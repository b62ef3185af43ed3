//! Basket service: reservations, promotions and basket lifecycle.
//!
//! Failures name the basket involved: a missing basket is
//! [`ApiError::BasketNotFound`], a confirmed or expired one
//! [`ApiError::BasketCannotBeModified`], a rejected coupon
//! [`ApiError::InvalidPromoCode`].

mod models;

pub use models::{
    Basket, BasketStatus, Coupon, Delivery, Promotion, Reservation, ReservationItem,
    ReservationItemRequest, ReservationRequest, UpsertBasketRequest,
};

use crate::error::{
    basket_failure, promotion_failure, require_segment, require_text, reservation_failure,
};
use models::ApplyPromotion;
use ticketing_sdk_core::{
    ApiError, ApiRequest, ApiRequestExecutor, ApiResponse, ClientSettings, HttpFailure, PagedList,
    Pagination, Result, SharedContext,
};

/// Basket service host in production.
pub const HOST: &str = "basket-service.tickets-api.io";

/// Client for the basket service.
#[derive(Clone, Debug)]
pub struct BasketService {
    executor: ApiRequestExecutor,
}

impl BasketService {
    /// Create a client with default settings.
    ///
    /// # Errors
    ///
    /// Returns [`ApiError::Configuration`] if the HTTP client cannot be built.
    pub fn new(context: SharedContext) -> Result<Self> {
        Self::with_settings(context, &ClientSettings::default())
    }

    /// Create a client with explicit settings.
    ///
    /// # Errors
    ///
    /// Returns [`ApiError::Configuration`] if the HTTP client cannot be built.
    pub fn with_settings(context: SharedContext, settings: &ClientSettings) -> Result<Self> {
        ApiRequestExecutor::new(context, "basket", HOST, settings).map(Self::from_executor)
    }

    /// Create a client over an existing executor.
    #[must_use]
    pub const fn from_executor(executor: ApiRequestExecutor) -> Self {
        Self { executor }
    }

    async fn basket_call<F>(&self, request: ApiRequest, translate: F) -> Result<Basket>
    where
        F: Fn(HttpFailure) -> ApiError + Send + Sync,
    {
        self.executor
            .execute_wrapped_with::<Basket, ApiResponse<Basket>, _>(request, translate)
            .await
    }

    /// Current state of a basket.
    ///
    /// # Errors
    ///
    /// Returns [`ApiError::BasketNotFound`] if no such basket exists, or
    /// another [`ApiError`] if the request fails.
    pub async fn get_basket_details(&self, basket_reference: &str) -> Result<Basket> {
        require_segment("basket reference", basket_reference)?;
        self.basket_call(
            ApiRequest::get(format!("api/v1/baskets/{basket_reference}")),
            basket_failure(basket_reference),
        )
        .await
    }

    /// Open a basket, or replace the reservations of an existing one.
    ///
    /// # Errors
    ///
    /// Returns [`ApiError::InvalidArgument`] for an empty reservation list,
    /// [`ApiError::BasketNotFound`] or [`ApiError::BasketCannotBeModified`]
    /// when updating, or another [`ApiError`] if the request fails.
    pub async fn upsert_basket(&self, request: &UpsertBasketRequest) -> Result<Basket> {
        if request.reservations.is_empty() {
            return Err(ApiError::InvalidArgument(
                "a basket needs at least one reservation".to_string(),
            ));
        }
        if request.reservations.iter().any(|reservation| reservation.quantity == 0) {
            return Err(ApiError::InvalidArgument(
                "reservation quantity must be at least 1".to_string(),
            ));
        }
        let http_request = ApiRequest::patch("api/v1/baskets").json(request)?;

        // A new basket has no reference to blame a 404 on
        let basket = match request.reference.as_deref() {
            Some(reference) => self.basket_call(http_request, basket_failure(reference)).await?,
            None => self.basket_call(http_request, ApiError::from_failure).await?,
        };
        tracing::debug!(
            basket_reference = %basket.reference,
            reservations = basket.reservations.len(),
            "Upserted basket"
        );
        Ok(basket)
    }

    /// Apply a coupon to a basket.
    ///
    /// # Errors
    ///
    /// Returns [`ApiError::InvalidPromoCode`] if the coupon is rejected,
    /// [`ApiError::BasketNotFound`] or [`ApiError::BasketCannotBeModified`]
    /// for the basket, or another [`ApiError`] if the request fails.
    pub async fn upsert_promotion(&self, basket_reference: &str, coupon: &str) -> Result<Basket> {
        require_segment("basket reference", basket_reference)?;
        require_text("coupon", coupon)?;
        let coupon = Coupon::new(coupon.trim());

        let request = ApiRequest::patch(format!("api/v1/baskets/{basket_reference}/applyPromotion"))
            .json(&ApplyPromotion { coupon: &coupon })?;
        self.basket_call(request, promotion_failure(basket_reference, &coupon.code))
            .await
    }

    /// Release one reservation.
    ///
    /// # Errors
    ///
    /// Returns [`ApiError::ReservationNotFound`] if the basket has no such
    /// reservation, [`ApiError::BasketNotFound`] or
    /// [`ApiError::BasketCannotBeModified`] for the basket, or another
    /// [`ApiError`] if the request fails.
    pub async fn remove_reservation(
        &self,
        basket_reference: &str,
        reservation_id: &str,
    ) -> Result<Basket> {
        require_segment("basket reference", basket_reference)?;
        require_segment("reservation id", reservation_id)?;
        self.basket_call(
            ApiRequest::delete(format!(
                "api/v1/baskets/{basket_reference}/reservations/{reservation_id}"
            )),
            reservation_failure(basket_reference, reservation_id),
        )
        .await
    }

    /// Release every reservation and drop the coupon.
    ///
    /// # Errors
    ///
    /// Returns [`ApiError::BasketNotFound`] or
    /// [`ApiError::BasketCannotBeModified`] for the basket, or another
    /// [`ApiError`] if the request fails.
    pub async fn clear_basket(&self, basket_reference: &str) -> Result<Basket> {
        require_segment("basket reference", basket_reference)?;
        self.basket_call(
            ApiRequest::patch(format!("api/v1/baskets/{basket_reference}/clear")),
            basket_failure(basket_reference),
        )
        .await
    }

    /// One page of running promotions.
    ///
    /// # Errors
    ///
    /// Returns an [`ApiError`] if the request fails.
    pub async fn get_promotions(&self, page: Pagination) -> Result<PagedList<Promotion>> {
        let request = ApiRequest::get("api/v1/promotions").query_pairs(page.to_query());
        self.executor.execute_api_response(request).await
    }

    /// Details of one promotion.
    ///
    /// # Errors
    ///
    /// Returns [`ApiError::InvalidArgument`] for a blank id, or an
    /// [`ApiError`] if the request fails.
    pub async fn get_promotion_details(&self, promotion_id: &str) -> Result<Promotion> {
        require_segment("promotion id", promotion_id)?;
        self.executor
            .execute_api_response(ApiRequest::get(format!("api/v1/promotions/{promotion_id}")))
            .await
    }
}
○ ○ ○ ○ ○ ○ ○
Filter the listing for the word "fails" and copy each line that has it.

    /// another [`ApiError`] if the request fails.
    /// when updating, or another [`ApiError`] if the request fails.
    /// for the basket, or another [`ApiError`] if the request fails.
    /// [`ApiError`] if the request fails.
    /// [`ApiError`] if the request fails.
    /// Returns an [`ApiError`] if the request fails.
    /// [`ApiError`] if the request fails.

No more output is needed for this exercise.